A survey of land use in downtown Tampa, Florida reveals that one-third of the area is taken up by parking, a finding echoed in a recent similar study of Salt Lake City. Meanwhile, 6,000 of 24,000 downtown parking spaces went unused during peak hours, reports Kate Oberdorfer in Creative Loafing Tampa Bay.
According to the article, “Since 2020, Tampa City Council has approved over 100 rezonings where the number of parking spots was waived below what the code required. Last year, the city controversially slashed free parking in Ybor City by 26%. Council has also approved amendments to the downtown zoning code and is working with the Mobility Department and Parking Division to draft a Parking Master Plan to address the parking issue.”
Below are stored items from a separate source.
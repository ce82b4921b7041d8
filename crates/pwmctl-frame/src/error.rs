/// A frame the decoder could not turn into readings.
///
/// During priming this only means the reader is not yet aligned to frame
/// boundaries. After priming it is a hard decode failure.
#[derive(Debug, Clone, PartialEq, Eq, thiserror::Error)]
#[error("malformed frame ({len} bytes): {reason}")]
pub struct MalformedFrame {
    /// Length of the rejected frame.
    pub len: usize,
    /// Why the decoder rejected it.
    pub reason: String,
}

impl MalformedFrame {
    /// Create a rejection for a frame of `len` bytes.
    pub fn new(len: usize, reason: impl Into<String>) -> Self {
        Self {
            len,
            reason: reason.into(),
        }
    }
}

/// Readings could not be serialized into a frame.
#[derive(Debug, thiserror::Error)]
#[error("reading encoding failed: {0}")]
pub struct EncodeError(#[from] pub postcard::Error);

pub type Result<T> = std::result::Result<T, MalformedFrame>;
use crate::codec::{decode_readings, Frame};
use crate::error::Result;
use crate::reading::Reading;

/// Turns one frame into zero or more readings, or rejects it.
///
/// A rejection is the only signal of misalignment the link offers: frames
/// carry no length prefix or checksum.
pub trait FrameDecoder {
    fn decode(&self, frame: &Frame) -> Result<Vec<Reading>>;
}

impl<F> FrameDecoder for F
where
    F: Fn(&Frame) -> Result<Vec<Reading>>,
{
    fn decode(&self, frame: &Frame) -> Result<Vec<Reading>> {
        self(frame)
    }
}

/// Decoder for the firmware's COBS-stuffed postcard reading sequences.
#[derive(Debug, Clone, Copy, Default)]
pub struct PostcardDecoder;

impl FrameDecoder for PostcardDecoder {
    fn decode(&self, frame: &Frame) -> Result<Vec<Reading>> {
        decode_readings(frame.as_bytes())
    }
}

#[cfg(test)]
mod tests {
    use super::*;
    use crate::codec::encode_readings;
    use crate::error::MalformedFrame;

    #[test]
    fn postcard_decoder_decodes_encoded_frame() {
        let mut wire = encode_readings(&[Reading::gyro(1.0, 2.0, 3.0)]).unwrap();
        wire.pop();

        let readings = PostcardDecoder.decode(&Frame::new(wire)).unwrap();
        assert_eq!(readings, vec![Reading::gyro(1.0, 2.0, 3.0)]);
    }

    #[test]
    fn postcard_decoder_rejects_garbage() {
        let err = PostcardDecoder
            .decode(&Frame::new(vec![0xff, 0x13, 0x37]))
            .unwrap_err();
        assert_eq!(err.len, 3);
    }

    #[test]
    fn closures_are_decoders() {
        let decoder = |frame: &Frame| -> Result<Vec<Reading>> {
            if frame.is_empty() {
                Err(MalformedFrame::new(0, "empty"))
            } else {
                Ok(vec![Reading::acc(frame.len() as f32, 0.0, 0.0)])
            }
        };

        assert!(decoder.decode(&Frame::default()).is_err());
        assert_eq!(
            decoder.decode(&Frame::new(vec![1, 2])).unwrap(),
            vec![Reading::acc(2.0, 0.0, 0.0)]
        );
    }
}
/// Errors that can occur in transport operations.
#[derive(Debug, thiserror::Error)]
pub enum TransportError {
    /// An I/O error occurred on the underlying port.
    #[error("transport I/O error: {0}")]
    Io(#[from] std::io::Error),

    /// The transport has been closed, or the peer hung up.
    #[error("transport closed")]
    Closed,
}

impl TransportError {
    /// Classify an I/O error, folding hang-up conditions into [`TransportError::Closed`].
    pub fn from_io(err: std::io::Error) -> Self {
        use std::io::ErrorKind;

        match err.kind() {
            ErrorKind::UnexpectedEof
            | ErrorKind::BrokenPipe
            | ErrorKind::ConnectionReset
            | ErrorKind::ConnectionAborted
            | ErrorKind::NotConnected => TransportError::Closed,
            _ => TransportError::Io(err),
        }
    }

    /// Returns true if this error means the link is gone for good.
    pub fn is_closed(&self) -> bool {
        matches!(self, TransportError::Closed)
    }
}

pub type Result<T> = std::result::Result<T, TransportError>;

#[cfg(test)]
mod tests {
    use std::io::{Error, ErrorKind};

    use super::*;

    #[test]
    fn hangup_kinds_map_to_closed() {
        for kind in [
            ErrorKind::UnexpectedEof,
            ErrorKind::BrokenPipe,
            ErrorKind::ConnectionReset,
        ] {
            assert!(TransportError::from_io(Error::from(kind)).is_closed());
        }
    }

    #[test]
    fn other_kinds_stay_io() {
        let err = TransportError::from_io(Error::from(ErrorKind::PermissionDenied));
        assert!(matches!(err, TransportError::Io(e) if e.kind() == ErrorKind::PermissionDenied));
    }
}
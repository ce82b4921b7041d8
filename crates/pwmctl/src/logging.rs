use std::io::IsTerminal;

use clap::ValueEnum;
use tracing::level_filters::LevelFilter;

#[derive(Copy, Clone, Debug, ValueEnum)]
pub enum LogFormat {
    Text,
    Json,
}

#[derive(Copy, Clone, Debug, PartialEq, Eq, ValueEnum)]
pub enum LogLevel {
    Off,
    Error,
    Warn,
    Info,
    Debug,
    Trace,
}

impl From<LogLevel> for LevelFilter {
    fn from(level: LogLevel) -> Self {
        match level {
            LogLevel::Off => LevelFilter::OFF,
            LogLevel::Error => LevelFilter::ERROR,
            LogLevel::Warn => LevelFilter::WARN,
            LogLevel::Info => LevelFilter::INFO,
            LogLevel::Debug => LevelFilter::DEBUG,
            LogLevel::Trace => LevelFilter::TRACE,
        }
    }
}

/// Install the stderr subscriber. Stdout is reserved for readings.
///
/// Colors are only used when stderr is a terminal, so piping a stream into
/// a file or another tool never captures escape codes.
pub fn init_logging(format: LogFormat, level: LogLevel) {
    let builder = tracing_subscriber::fmt()
        .with_writer(std::io::stderr)
        .with_max_level(LevelFilter::from(level))
        .with_ansi(std::io::stderr().is_terminal())
        .with_target(false);

    // A subscriber may already be installed (tests); keep the first one.
    match format {
        LogFormat::Text => {
            let _ = builder.try_init();
        }
        LogFormat::Json => {
            let _ = builder.json().with_ansi(false).try_init();
        }
    }
}

#[cfg(test)]
mod tests {
    use super::*;

    #[test]
    fn levels_map_to_filters() {
        assert_eq!(LevelFilter::from(LogLevel::Off), LevelFilter::OFF);
        assert_eq!(LevelFilter::from(LogLevel::Warn), LevelFilter::WARN);
        assert_eq!(LevelFilter::from(LogLevel::Trace), LevelFilter::TRACE);
    }

    #[test]
    fn off_is_accepted_on_the_command_line() {
        let level = LogLevel::from_str("off", true).unwrap();
        assert_eq!(level, LogLevel::Off);
    }
}
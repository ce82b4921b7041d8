use pwmctl_transport::Transport;
use tracing::{debug, info, warn};

use crate::codec::{ControlCommand, ThrottleCommand};
use crate::error::{CommandError, Result};
use crate::motor::{acquire_motor, MotorId};

/// The command-sending handle for one firmware link.
///
/// Sending [`ControlCommand::Kill`] latches the handle: every later non-kill
/// command fails with [`CommandError::PoisonedAfterKill`] without touching
/// the transport. The latch is set as soon as a kill is attempted, even if
/// the write itself fails.
pub struct MotorController<T> {
    transport: T,
    killed: bool,
}

impl<T: Transport> MotorController<T> {
    /// Create a controller that writes to `transport`.
    pub fn new(transport: T) -> Self {
        Self {
            transport,
            killed: false,
        }
    }

    /// Validate a motor identifier for use with this controller.
    pub fn motor(&self, id: &str) -> Result<MotorId> {
        acquire_motor(id)
    }

    /// Set one motor's throttle, as a percentage in `[0, 100]`.
    pub fn set_throttle(&mut self, motor: MotorId, percent: f64) -> Result<()> {
        let throttle = ThrottleCommand::new(motor, percent)?;
        self.send(&ControlCommand::Throttle(throttle))
    }

    /// Reset every throttle to zero with one opcode.
    pub fn reset(&mut self) -> Result<()> {
        self.send(&ControlCommand::ResetAll)
    }

    /// Trigger the firmware kill switch. The controller stays poisoned
    /// afterwards.
    pub fn kill(&mut self) -> Result<()> {
        self.send(&ControlCommand::Kill)
    }

    /// Encode and write one command.
    pub fn send(&mut self, command: &ControlCommand) -> Result<()> {
        if command.is_kill() {
            if !self.killed {
                info!("sending kill switch; link is now poisoned");
            }
            self.killed = true;
        } else if self.killed {
            warn!(?command, "refusing command after kill");
            return Err(CommandError::PoisonedAfterKill);
        }

        let bytes = command.to_bytes();
        self.transport.write(&bytes)?;
        debug!(?command, len = bytes.len(), "sent command");
        Ok(())
    }

    /// Whether kill has been sent on this controller.
    pub fn is_killed(&self) -> bool {
        self.killed
    }

    /// Borrow the underlying transport.
    pub fn get_ref(&self) -> &T {
        &self.transport
    }

    /// Mutably borrow the underlying transport.
    pub fn get_mut(&mut self) -> &mut T {
        &mut self.transport
    }

    /// Consume the controller and return the inner transport.
    pub fn into_inner(self) -> T {
        self.transport
    }
}
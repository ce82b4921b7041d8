use std::io::{Read, Write};
use std::sync::Arc;

use bytes::Bytes;

use crate::error::Result;

/// A duplex byte channel to the firmware.
///
/// Reads block until the delimiter arrives or the link errors or closes.
/// Implementations impose no timeout of their own.
pub trait Transport {
    /// Write all of `bytes` to the link.
    fn write(&mut self, bytes: &[u8]) -> Result<()>;

    /// Block until `delimiter` is observed and return the bytes before it.
    ///
    /// The delimiter is consumed and not included in the returned bytes.
    fn read_until(&mut self, delimiter: u8) -> Result<Bytes>;

    /// Discard any input that was received but not yet read.
    fn clear_input_buffer(&mut self) -> Result<()>;

    /// A handle that closes this transport from another thread, waking a
    /// blocked `read_until` with [`TransportError::Closed`](crate::TransportError::Closed).
    ///
    /// `None` means the transport cannot be interrupted while it blocks.
    fn closer(&self) -> Option<PortCloser> {
        None
    }
}

impl<T: Transport + ?Sized> Transport for &mut T {
    fn write(&mut self, bytes: &[u8]) -> Result<()> {
        (**self).write(bytes)
    }

    fn read_until(&mut self, delimiter: u8) -> Result<Bytes> {
        (**self).read_until(delimiter)
    }

    fn clear_input_buffer(&mut self) -> Result<()> {
        (**self).clear_input_buffer()
    }

    fn closer(&self) -> Option<PortCloser> {
        (**self).closer()
    }
}

impl<T: Transport + ?Sized> Transport for Box<T> {
    fn write(&mut self, bytes: &[u8]) -> Result<()> {
        (**self).write(bytes)
    }

    fn read_until(&mut self, delimiter: u8) -> Result<Bytes> {
        (**self).read_until(delimiter)
    }

    fn clear_input_buffer(&mut self) -> Result<()> {
        (**self).clear_input_buffer()
    }

    fn closer(&self) -> Option<PortCloser> {
        (**self).closer()
    }
}

/// A raw `Read + Write` port that [`IoTransport`](crate::IoTransport) can drive.
///
/// `discard_input` drops bytes the operating system has buffered for the
/// port. The default does nothing, which suits sockets and pipes where there
/// is no separate driver-side input queue to flush.
pub trait Port: Read + Write {
    /// Flush the port's pending input queue.
    fn discard_input(&mut self) -> std::io::Result<()> {
        Ok(())
    }

    /// A handle that shuts the port down without `&mut` access.
    ///
    /// After it fires, a read blocked on the port returns end-of-file or a
    /// hang-up error, and later reads and writes fail the same way.
    fn closer(&self) -> Option<PortCloser> {
        None
    }
}

#[cfg(unix)]
impl Port for std::os::unix::net::UnixStream {
    fn closer(&self) -> Option<PortCloser> {
        match self.try_clone() {
            Ok(stream) => Some(PortCloser::new(move || {
                let _ = stream.shutdown(std::net::Shutdown::Both);
            })),
            Err(err) => {
                tracing::debug!(%err, "unix stream cannot be cloned; no closer");
                None
            }
        }
    }
}

impl<P: Port + ?Sized> Port for Box<P> {
    fn discard_input(&mut self) -> std::io::Result<()> {
        (**self).discard_input()
    }

    fn closer(&self) -> Option<PortCloser> {
        (**self).closer()
    }
}

/// Cloneable, thread-safe close action for a port or transport.
#[derive(Clone)]
pub struct PortCloser(Arc<dyn Fn() + Send + Sync>);

impl PortCloser {
    /// Wrap a close action. It may run more than once and from any thread.
    pub fn new(close: impl Fn() + Send + Sync + 'static) -> Self {
        Self(Arc::new(close))
    }

    /// Run the close action.
    pub fn close(&self) {
        (self.0)()
    }
}

impl std::fmt::Debug for PortCloser {
    fn fmt(&self, f: &mut std::fmt::Formatter<'_>) -> std::fmt::Result {
        f.write_str("PortCloser")
    }
}
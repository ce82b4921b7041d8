use clap::{Args, Subcommand};
use std::path::{Path, PathBuf};

use pwmctl::frame::ReadingKind;
use pwmctl::stream::DEFAULT_MAX_ATTEMPTS;
use pwmctl::transport::Transport;

use crate::exit::CliResult;
use crate::output::OutputFormat;

pub mod control;
pub mod stream;
pub mod version;

#[derive(Subcommand, Debug)]
pub enum Command {
    /// Set one motor's throttle.
    Throttle(ThrottleArgs),
    /// Reset every throttle to zero.
    Reset(PortArgs),
    /// Trigger the firmware kill switch.
    Kill(PortArgs),
    /// Prime the link and print IMU readings.
    Stream(StreamArgs),
    /// Show version information.
    Version(VersionArgs),
}

pub fn run(command: Command, format: OutputFormat) -> CliResult<i32> {
    match command {
        Command::Throttle(args) => control::throttle(args, format),
        Command::Reset(args) => control::reset(args, format),
        Command::Kill(args) => control::kill(args, format),
        Command::Stream(args) => stream::run(args, format),
        Command::Version(args) => version::run(args),
    }
}

#[derive(Args, Debug)]
pub struct PortArgs {
    /// Serial device of the firmware (e.g. /dev/ttyACM0).
    pub port: PathBuf,
}

#[derive(Args, Debug)]
pub struct ThrottleArgs {
    /// Serial device of the firmware (e.g. /dev/ttyACM0).
    pub port: PathBuf,
    /// Motor channel: A, B, C or D.
    pub motor: String,
    /// Throttle percentage in [0, 100].
    #[arg(allow_negative_numbers = true)]
    pub percent: f64,
}

#[derive(Args, Debug)]
pub struct StreamArgs {
    /// Serial device of the firmware (e.g. /dev/ttyACM0).
    pub port: PathBuf,
    /// Reading kinds to drop (comma-separated: acc, gyro, mag).
    #[arg(long, value_delimiter = ',')]
    pub disable: Vec<ReadingKind>,
    /// Reading kinds to let through again, applied after --disable.
    #[arg(long, value_delimiter = ',')]
    pub enable: Vec<ReadingKind>,
    /// Exit after printing N readings.
    #[arg(long)]
    pub count: Option<usize>,
    /// Frames to try before giving up on priming.
    #[arg(long, default_value_t = DEFAULT_MAX_ATTEMPTS)]
    pub max_retries: usize,
}

#[derive(Args, Debug)]
pub struct VersionArgs {
    /// Show extended build provenance.
    #[arg(long)]
    pub extended: bool,
}

/// Open the firmware link on `port`.
#[cfg(unix)]
pub fn open_transport(port: &Path) -> CliResult<Box<dyn Transport>> {
    use pwmctl::transport::{IoTransport, TtyPort};

    let tty = TtyPort::open(port).map_err(|err| {
        crate::exit::transport_error(&format!("failed opening {}", port.display()), err)
    })?;
    Ok(Box::new(IoTransport::new(tty)))
}

#[cfg(not(unix))]
pub fn open_transport(port: &Path) -> CliResult<Box<dyn Transport>> {
    Err(crate::exit::CliError::new(
        crate::exit::USAGE,
        format!(
            "failed opening {}: serial ports are only supported on unix",
            port.display()
        ),
    ))
}
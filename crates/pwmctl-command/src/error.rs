use pwmctl_transport::TransportError;

/// Errors that can occur when building or sending commands.
#[derive(Debug, thiserror::Error)]
pub enum CommandError {
    /// Throttle percentage outside `[0, 100]` (or not a number).
    #[error("invalid throttle percentage {percent} (expected 0 to 100)")]
    InvalidArgument { percent: f64 },

    /// The motor identifier names no PWM output.
    #[error("invalid motor '{0}' (expected one of A, B, C, D)")]
    InvalidMotor(String),

    /// The kill switch was sent on this link; only kill may follow.
    #[error("link was killed; refusing to send further commands")]
    PoisonedAfterKill,

    /// Transport-level error.
    #[error("transport error: {0}")]
    Transport(#[from] TransportError),
}

pub type Result<T> = std::result::Result<T, CommandError>;
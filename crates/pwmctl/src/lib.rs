//! Host-side motor control and IMU streaming for the pwm-control firmware.
//!
//! pwmctl drives the firmware over one serial byte stream: it sends throttle,
//! reset and kill commands, and reads back a continuous stream of
//! accelerometer, gyroscope and magnetometer readings.
//!
//! # Crate Structure
//!
//! - [`transport`]: Byte-stream transport abstraction (tty ports, shared links)
//! - [`frame`]: Delimiter framing and reading decoding
//! - [`command`]: Throttle/reset/kill encoding and the motor controller
//! - [`stream`]: Priming, filtering and iterating readings
//!
//! ```no_run
//! # #[cfg(unix)]
//! # fn main() -> Result<(), Box<dyn std::error::Error>> {
//! use pwmctl::command::MotorController;
//! use pwmctl::frame::ReadingKind;
//! use pwmctl::stream::ReadingStream;
//! use pwmctl::transport::{IoTransport, SharedTransport, TtyPort};
//!
//! let link = SharedTransport::new(IoTransport::new(TtyPort::open("/dev/ttyACM0")?));
//!
//! let mut motors = MotorController::new(link.clone());
//! let motor = motors.motor("A")?;
//! motors.set_throttle(motor, 37.0)?;
//!
//! let mut imu = ReadingStream::new(link);
//! imu.disable([ReadingKind::Mag])?;
//! for reading in imu.stream()?.take(10) {
//!     let reading = reading?;
//!     println!("{}: ({}, {}, {})", reading.kind, reading.x, reading.y, reading.z);
//! }
//! # Ok(())
//! # }
//! # #[cfg(not(unix))]
//! # fn main() {}
//! ```

/// Re-export transport types.
pub mod transport {
    pub use pwmctl_transport::*;
}

/// Re-export frame types.
pub mod frame {
    pub use pwmctl_frame::*;
}

/// Re-export command types.
pub mod command {
    pub use pwmctl_command::*;
}

/// Re-export stream types.
pub mod stream {
    pub use pwmctl_stream::*;
}
use std::sync::atomic::{AtomicBool, Ordering};
use std::sync::{Arc, Mutex, MutexGuard};

use bytes::Bytes;
use tracing::debug;

use crate::error::{Result, TransportError};
use crate::traits::{PortCloser, Transport};

/// A cloneable handle that serializes every operation on one transport.
///
/// The wire protocol has no multiplexing, so a command write must never land
/// in the middle of a delimiter scan. Each operation holds the lock for its
/// whole duration. A blocked `read_until` therefore also delays writers until
/// the next delimiter arrives, or until [`close`](Self::close) wakes it.
pub struct SharedTransport<T> {
    inner: Arc<Mutex<T>>,
    closed: Arc<AtomicBool>,
    port: Option<PortCloser>,
}

impl<T> Clone for SharedTransport<T> {
    fn clone(&self) -> Self {
        Self {
            inner: Arc::clone(&self.inner),
            closed: Arc::clone(&self.closed),
            port: self.port.clone(),
        }
    }
}

impl<T: Transport> SharedTransport<T> {
    /// Wrap a transport for shared use.
    pub fn new(transport: T) -> Self {
        let port = transport.closer();
        if port.is_none() {
            debug!("shared transport cannot interrupt blocked reads");
        }
        Self {
            inner: Arc::new(Mutex::new(transport)),
            closed: Arc::new(AtomicBool::new(false)),
            port,
        }
    }

    /// Close the link for every handle.
    ///
    /// Does not take the lock: a `read_until` blocked on another handle is
    /// woken and fails with [`TransportError::Closed`], and operations that
    /// start afterwards fail the same way.
    pub fn close(&self) {
        close_shared(&self.closed, self.port.as_ref());
    }

    /// Whether [`close`](Self::close) has been called on any handle.
    pub fn is_closed(&self) -> bool {
        self.closed.load(Ordering::SeqCst)
    }

    fn lock(&self) -> Result<MutexGuard<'_, T>> {
        if self.is_closed() {
            return Err(TransportError::Closed);
        }
        // A holder panicked mid-operation; the byte stream state is unknown.
        let guard = self.inner.lock().map_err(|_| TransportError::Closed)?;
        // Closed while this handle was waiting for the lock.
        if self.is_closed() {
            return Err(TransportError::Closed);
        }
        Ok(guard)
    }
}

impl<T: Transport> Transport for SharedTransport<T> {
    fn write(&mut self, bytes: &[u8]) -> Result<()> {
        self.lock()?.write(bytes)
    }

    fn read_until(&mut self, delimiter: u8) -> Result<Bytes> {
        self.lock()?.read_until(delimiter)
    }

    fn clear_input_buffer(&mut self) -> Result<()> {
        self.lock()?.clear_input_buffer()
    }

    fn closer(&self) -> Option<PortCloser> {
        let closed = Arc::clone(&self.closed);
        let port = self.port.clone();
        Some(PortCloser::new(move || close_shared(&closed, port.as_ref())))
    }
}

fn close_shared(closed: &AtomicBool, port: Option<&PortCloser>) {
    if !closed.swap(true, Ordering::SeqCst) {
        debug!("closing shared transport");
    }
    if let Some(port) = port {
        port.close();
    }
}
//! Byte-stream transport abstraction for the pwm-control serial link.
//!
//! This is the lowest layer of pwmctl. The firmware link is a plain duplex
//! byte stream with no multiplexing, so the [`Transport`] trait only knows
//! three things:
//! - write a command's bytes
//! - read until a delimiter byte
//! - drop whatever input is already buffered
//!
//! [`IoTransport`] adapts any [`Port`] (a `Read + Write` type) to that trait,
//! and [`SharedTransport`] serializes access when commands and readings share
//! one link across threads.
//!
//! Closing is the only way to cancel a blocked read: a [`PortCloser`] fires
//! from any thread and the read returns [`TransportError::Closed`].

pub mod error;
pub mod io;
pub mod shared;
pub mod traits;

#[cfg(unix)]
pub mod tty;

pub use error::{Result, TransportError};
pub use io::{IoTransport, IoTransportConfig, DEFAULT_READ_CHUNK_SIZE};
pub use shared::SharedTransport;
pub use traits::{Port, PortCloser, Transport};

#[cfg(unix)]
pub use tty::TtyPort;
Neighboring St. Petersburg gives up 24 percent of its downtown land to parking, but the city’s Transportation and Parking Management Director, Evan Mory, says “the Sunshine City is softly and systemically reducing the number of surface parking lots; replacing these lots with structured parking as well as re-purposing the land for more people-friendly spaces.”
But Mory also added that “surface parking lots are good place holders; they’re consistent income for the city and they keep property taxes down. Until the city can figure out how to better develop the lots, surface parking isn’t such a terrible use of the land.”